I leave Narok town and pass a small township called Ewaso Ng’iro, the place of muddy waters or brown water. The river that passes here is literally brown. The brown colour (Ng’iro) has a way of sticking longer or even for ever on the teeth of those who drink it. I pass the place and take the road to the great Maasai Mara. The Loita plain is ahead flat with hills that stick out like painful boils on supple skin. The plain is named after one of the biggest Maasai clans.

Some fifteen kilometres after Ewaso Ng’iro, the tarmac ends. This road was once tarmacked to Sekenani gate, but that was long time ago. It has now degenerated back to a rough road in Rear Vision 1990 style.  I start the rought road, pass Maji Moto junction and see a heard of wilderbeasts looking for a passage through the recently erected barbed wire. They see me approach and in a move similar to the jump into Mara River they run from the road side into the Loita plains far away.

The Maasai used to own land communally. The area I am driving through was once Mara-Olkinyei group ranch. The members have subdivided it and now the fences are coming up. This is now hindering free movement of wild animals within a land they once shared freely with Maasai cattle.
 I pass Mpora, Tepesua then I land in Ng’oswani. A dusty market with people idling around asking for rides to the next market. I politely tell them I have arrived at my destination. I get a hunger pang jab- the kind of hunger that hits you when you check the clock and realize it is half past one. I send word around that I need to see Onyango. Here it seems everyone knows everyone, so phone calls are made as I jump into butchery for meat.

If you thought Nerkwo has sweet meet, you have never been to Ng’oswani. I waited for forty five minutes for the goat meat to be ready and when it arrived, I forgot about Onyango and water. It’s the kind of meat that massages your teeth then caresses your tongue. By the time it slides into your gut, you realize that there are goats, and there are Ng’oswani goats. I ask the butcher to pack for me two kilos of the goat meat. Some people in Nairobi need to know people who know where good meat can be found.

I have not seen Onyango or let me say the meat made me forget Onyango.  I am led to a shop where he likes to hang around. The shopkeeper lost his phone recently so he has not yet seen the need of saving Onyango’s phone number again. An opportunity to sieve the people who get into his phone book arose with the loss of his phone. Then suddenly a ten year old boy comes to the shop and he is asked if he has seen Onyango. He immediately recites Onyango’s phone number from the top of his head. Onyango means different things to different people.

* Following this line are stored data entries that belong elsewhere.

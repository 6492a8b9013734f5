//! The pipeline front end: every operation reads its inputs from, and
//! writes its results to, the artifact store.
use crate::artifact::{open, open_payload, seal, seal_payload, ArtifactId, ArtifactKind};
use crate::config::Config;
use crate::errors::{Result, ZkError};
use crate::export::ExportFormat;
use crate::scheme::SchemeKind;
use crate::store::{ArtifactStore, NewArtifact};
use rand::rngs::OsRng;
use rand_chacha::ChaChaRng;
use rand_core::{RngCore, SeedableRng};
use std::path::Path;
use zeroize::Zeroize;
use zkinfer_algebra::bn254::BN254Scalar;
use zkinfer_groth16::{CancellationToken, Groth16Error, PublicInputs};
use zkinfer_r1cs::{
    compile, generate_witness, CompiledCircuit, Fingerprint, Graph, Inputs, OptimizationLevel,
    Visibility,
};

#[cfg(feature = "parallel")]
use rayon::prelude::*;

type F = BN254Scalar;

/// One request of [`Workspace::prove_many`].
#[derive(Clone, Debug)]
pub struct ProveRequest {
    /// The circuit to prove.
    pub circuit: ArtifactId,
    /// Its proving key.
    pub proving_key: ArtifactId,
    /// The witness inputs.
    pub inputs: Inputs,
}

/// What `info` reports about a circuit.
#[derive(Clone, Debug, PartialEq, Eq, Serialize, Deserialize)]
pub struct CircuitInfo {
    /// The circuit fingerprint.
    pub fingerprint: Fingerprint,
    /// The level it was compiled at.
    pub optimization_level: OptimizationLevel,
    /// Number of graph nodes.
    pub num_nodes: usize,
    /// Number of constraints.
    pub num_constraints: usize,
    /// Number of public slots.
    pub num_public: usize,
    /// Number of private variables.
    pub num_private: usize,
    /// Labels of the public slots, in order.
    pub public: Vec<String>,
    /// Input names and their visibility.
    pub inputs: Vec<(String, Visibility)>,
}

/// An artifact store together with the operations of the toolchain.
pub struct Workspace {
    config: Config,
    store: ArtifactStore,
    cancel: CancellationToken,
}

/// A ChaCha stream seeded from the operating system.
fn fresh_rng() -> ChaChaRng {
    let mut seed = [0u8; 32];
    OsRng.fill_bytes(&mut seed);
    let prng = ChaChaRng::from_seed(seed);
    seed.zeroize();
    prng
}

impl Workspace {
    /// Open the workspace described by `config`.
    pub fn open(config: Config) -> Result<Self> {
        let store = ArtifactStore::open(&config.workspace, config.conflict_policy)?;
        tracing::info!(workspace = %config.workspace.display(), "opened workspace");
        Ok(Self {
            config,
            store,
            cancel: CancellationToken::new(),
        })
    }

    /// Open a workspace at `root` with the default configuration.
    pub fn open_at<P: AsRef<Path>>(root: P) -> Result<Self> {
        Self::open(Config {
            workspace: root.as_ref().to_path_buf(),
            ..Config::default()
        })
    }

    /// Borrow the configuration.
    pub fn config(&self) -> &Config {
        &self.config
    }

    /// Borrow the artifact store.
    pub fn store(&self) -> &ArtifactStore {
        &self.store
    }

    /// The token that cancels every running operation of this workspace.
    /// It stays cancelled until [`Workspace::reset_cancellation`].
    pub fn cancellation_token(&self) -> &CancellationToken {
        &self.cancel
    }

    /// Clear a cancellation request so later operations run again.
    pub fn reset_cancellation(&self) {
        self.cancel.reset();
        tracing::debug!("cancellation cleared");
    }

    /// Store two artifacts of one circuit as a unit and return their ids.
    fn put_pair(
        &self,
        fingerprint: Fingerprint,
        scheme: SchemeKind,
        first: (ArtifactKind, &[u8]),
        second: (ArtifactKind, &[u8]),
    ) -> Result<(ArtifactId, ArtifactId)> {
        let batch = [first, second].map(|(kind, bytes)| NewArtifact {
            kind,
            fingerprint,
            scheme: Some(scheme),
            bytes,
        });
        let ids = self.store.put_all(&batch, &self.cancel)?;
        match ids[..] {
            [a, b] => Ok((a, b)),
            _ => Err(ZkError::Io(format!("stored {} artifacts, expected 2", ids.len()))),
        }
    }

    /// Compile a graph and store the circuit.
    pub fn compile(&self, graph: &Graph, level: OptimizationLevel) -> Result<ArtifactId> {
        let span = tracing::info_span!("compile", opt_level = %level);
        let _enter = span.enter();
        let compiled = compile::<F>(graph, level)?;
        let bytes = seal(ArtifactKind::Circuit, None, &compiled)?;
        let id = self.store.put_cancellable(
            ArtifactKind::Circuit,
            compiled.fingerprint(),
            None,
            &bytes,
            &self.cancel,
        )?;
        tracing::info!(
            artifact = %id,
            constraints = compiled.circuit.num_constraints(),
            "compiled circuit"
        );
        Ok(id)
    }

    /// Load a stored circuit and check it against its name.
    pub fn load_circuit(&self, id: &ArtifactId) -> Result<CompiledCircuit<F>> {
        id.expect_kind(ArtifactKind::Circuit)?;
        let (_, compiled): (_, CompiledCircuit<F>) =
            open(&self.store.get(id)?, ArtifactKind::Circuit)?;
        compiled.circuit.check_fingerprint()?;
        if compiled.fingerprint() != id.fingerprint() {
            return Err(Groth16Error::CircuitMismatch {
                expected: id.fingerprint(),
                found: compiled.fingerprint(),
            }
            .into());
        }
        Ok(compiled)
    }

    /// Describe a stored circuit.
    pub fn circuit_info(&self, id: &ArtifactId) -> Result<CircuitInfo> {
        let compiled = self.load_circuit(id)?;
        let circuit = &compiled.circuit;
        let interface = circuit.interface();
        Ok(CircuitInfo {
            fingerprint: compiled.fingerprint(),
            optimization_level: compiled.level,
            num_nodes: compiled.graph.len(),
            num_constraints: circuit.num_constraints(),
            num_public: circuit.num_public(),
            num_private: circuit.num_private(),
            public: interface.public.clone(),
            inputs: interface
                .inputs
                .iter()
                .map(|slot| (slot.name.clone(), slot.visibility))
                .collect(),
        })
    }

    /// Run the trusted setup of `scheme` for a stored circuit and store
    /// the proving and verification keys.
    pub fn setup(&self, circuit: &ArtifactId, scheme: SchemeKind) -> Result<(ArtifactId, ArtifactId)> {
        let span = tracing::info_span!("setup", %scheme);
        let _enter = span.enter();
        let compiled = self.load_circuit(circuit)?;
        let fingerprint = compiled.fingerprint();
        let (pk, vk) = scheme
            .resolve()
            .setup(&mut fresh_rng(), &compiled.circuit, &self.cancel)?;

        let pk_bytes = seal_payload(ArtifactKind::ProvingKey, Some(scheme), &pk);
        let vk_bytes = seal_payload(ArtifactKind::VerifyingKey, Some(scheme), &vk);
        let (pk_id, vk_id) = self.put_pair(
            fingerprint,
            scheme,
            (ArtifactKind::ProvingKey, pk_bytes.as_slice()),
            (ArtifactKind::VerifyingKey, vk_bytes.as_slice()),
        )?;
        tracing::info!(proving_key = %pk_id, verifying_key = %vk_id, "stored keys");
        Ok((pk_id, vk_id))
    }

    /// Generate a witness for `inputs`, prove it, and store the proof and
    /// the public inputs. The two are written as a unit, so concurrent
    /// provers of one circuit never leave a proof next to another
    /// prover's public inputs.
    pub fn prove(
        &self,
        circuit: &ArtifactId,
        proving_key: &ArtifactId,
        inputs: &Inputs,
    ) -> Result<(ArtifactId, ArtifactId)> {
        let span = tracing::info_span!("prove", circuit = %circuit);
        let _enter = span.enter();
        proving_key.expect_kind(ArtifactKind::ProvingKey)?;
        let compiled = self.load_circuit(circuit)?;
        let fingerprint = compiled.fingerprint();
        if proving_key.fingerprint() != fingerprint {
            return Err(Groth16Error::CircuitMismatch {
                expected: fingerprint,
                found: proving_key.fingerprint(),
            }
            .into());
        }
        let pk_bytes = self.store.get(proving_key)?;
        let (scheme, pk) = open_payload(&pk_bytes, ArtifactKind::ProvingKey)?;
        let scheme = scheme.ok_or_else(|| {
            ZkError::DeserializationError("proving key without a scheme".to_string())
        })?;

        let witness = generate_witness(&compiled, inputs)?;
        let proof = scheme
            .resolve()
            .prove(&mut fresh_rng(), &compiled.circuit, pk, &witness, &self.cancel)?;
        let public = PublicInputs::new(fingerprint, witness.public_inputs().to_vec());

        let proof_bytes = seal_payload(ArtifactKind::Proof, Some(scheme), &proof);
        let public_bytes = seal(ArtifactKind::PublicInputs, Some(scheme), &public)?;
        let (proof_id, public_id) = self.put_pair(
            fingerprint,
            scheme,
            (ArtifactKind::Proof, proof_bytes.as_slice()),
            (ArtifactKind::PublicInputs, public_bytes.as_slice()),
        )?;
        tracing::info!(proof = %proof_id, public_inputs = %public_id, "stored proof");
        Ok((proof_id, public_id))
    }

    /// Run independent prove requests, in parallel with the `parallel`
    /// feature. Results are in request order.
    pub fn prove_many(&self, requests: &[ProveRequest]) -> Vec<Result<(ArtifactId, ArtifactId)>> {
        #[cfg(feature = "parallel")]
        let iter = requests.par_iter();
        #[cfg(not(feature = "parallel"))]
        let iter = requests.iter();
        iter.map(|r| self.prove(&r.circuit, &r.proving_key, &r.inputs))
            .collect()
    }

    /// Check a stored proof against a stored verification key and public
    /// inputs.
    pub fn verify(
        &self,
        verifying_key: &ArtifactId,
        proof: &ArtifactId,
        public_inputs: &ArtifactId,
    ) -> Result<bool> {
        let vk_bytes = self.store.get(verifying_key)?;
        let mut pair = self.store.get_all(&[*proof, *public_inputs])?;
        let (public_bytes, proof_bytes) = match (pair.pop(), pair.pop()) {
            (Some(public), Some(proof)) => (public, proof),
            _ => return Err(ZkError::Io("incomplete proof read".to_string())),
        };

        let (vk_scheme, vk) = open_payload(&vk_bytes, ArtifactKind::VerifyingKey)?;
        let (proof_scheme, proof) = open_payload(&proof_bytes, ArtifactKind::Proof)?;
        let (public_scheme, public): (_, PublicInputs<F>) =
            open(&public_bytes, ArtifactKind::PublicInputs)?;
        let scheme = vk_scheme.ok_or_else(|| {
            ZkError::DeserializationError("verification key without a scheme".to_string())
        })?;
        for found in [proof_scheme, public_scheme].iter().flatten() {
            if *found != scheme {
                return Err(ZkError::SchemeMismatch {
                    expected: scheme,
                    found: *found,
                });
            }
        }

        let valid = scheme.resolve().verify(vk, proof, &public)?;
        tracing::info!(verifying_key = %verifying_key, valid, "verified proof");
        Ok(valid)
    }

    /// Render a verifier for a stored verification key.
    pub fn export_verifier(&self, verifying_key: &ArtifactId, format: ExportFormat) -> Result<Vec<u8>> {
        let bytes = self.store.get(verifying_key)?;
        let (scheme, vk) = open_payload(&bytes, ArtifactKind::VerifyingKey)?;
        let scheme = scheme.ok_or_else(|| {
            ZkError::DeserializationError("verification key without a scheme".to_string())
        })?;
        scheme.resolve().export_verifier(vk, format)
    }

    /// List every stored artifact.
    pub fn list(&self) -> Result<Vec<ArtifactId>> {
        self.store.list()
    }

    /// Delete every artifact not belonging to one of the `keep` circuits.
    pub fn gc(&self, keep: &[Fingerprint]) -> Result<Vec<ArtifactId>> {
        self.store.gc(keep)
    }

    /// Delete every artifact.
    pub fn teardown(&self) -> Result<usize> {
        self.store.teardown()
    }
}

I record the number, save it then try to call but he is out of reach. I am directed to Onyango’s house and I soon find myself outide a shack latched from outside but without a padlock. This Onyango man does not represent his name, the house seems to lack anything worth stealing. I walk back to the shop.

I meet a lanky man, smiling at me. He talks to me in good Kiswahili with a faded Maasai accent. Oh yes, I am Onyango he says. The first question I ask is how he got that name. He tells me that he was picked up in the streets of Kisumu and dropped in Ng’oswani by a Good Samaritan. It turns out later that the man has never been to Kisumu.

When we get down to the real work, I find out whay he is called Onyango. He is stronger than the average Maasai and he does a good job. He is proud of his name and for being associated with the Luos. Yet he cannot utter a single Luo word.

I  left Loita plains a happy man. I touched children’s heads in greeting, ate good meet and had an opportunity to speak my broken Maasai. Arejo- Asheh Oleng’ that is just another way of saying, I am saying- thank you very much.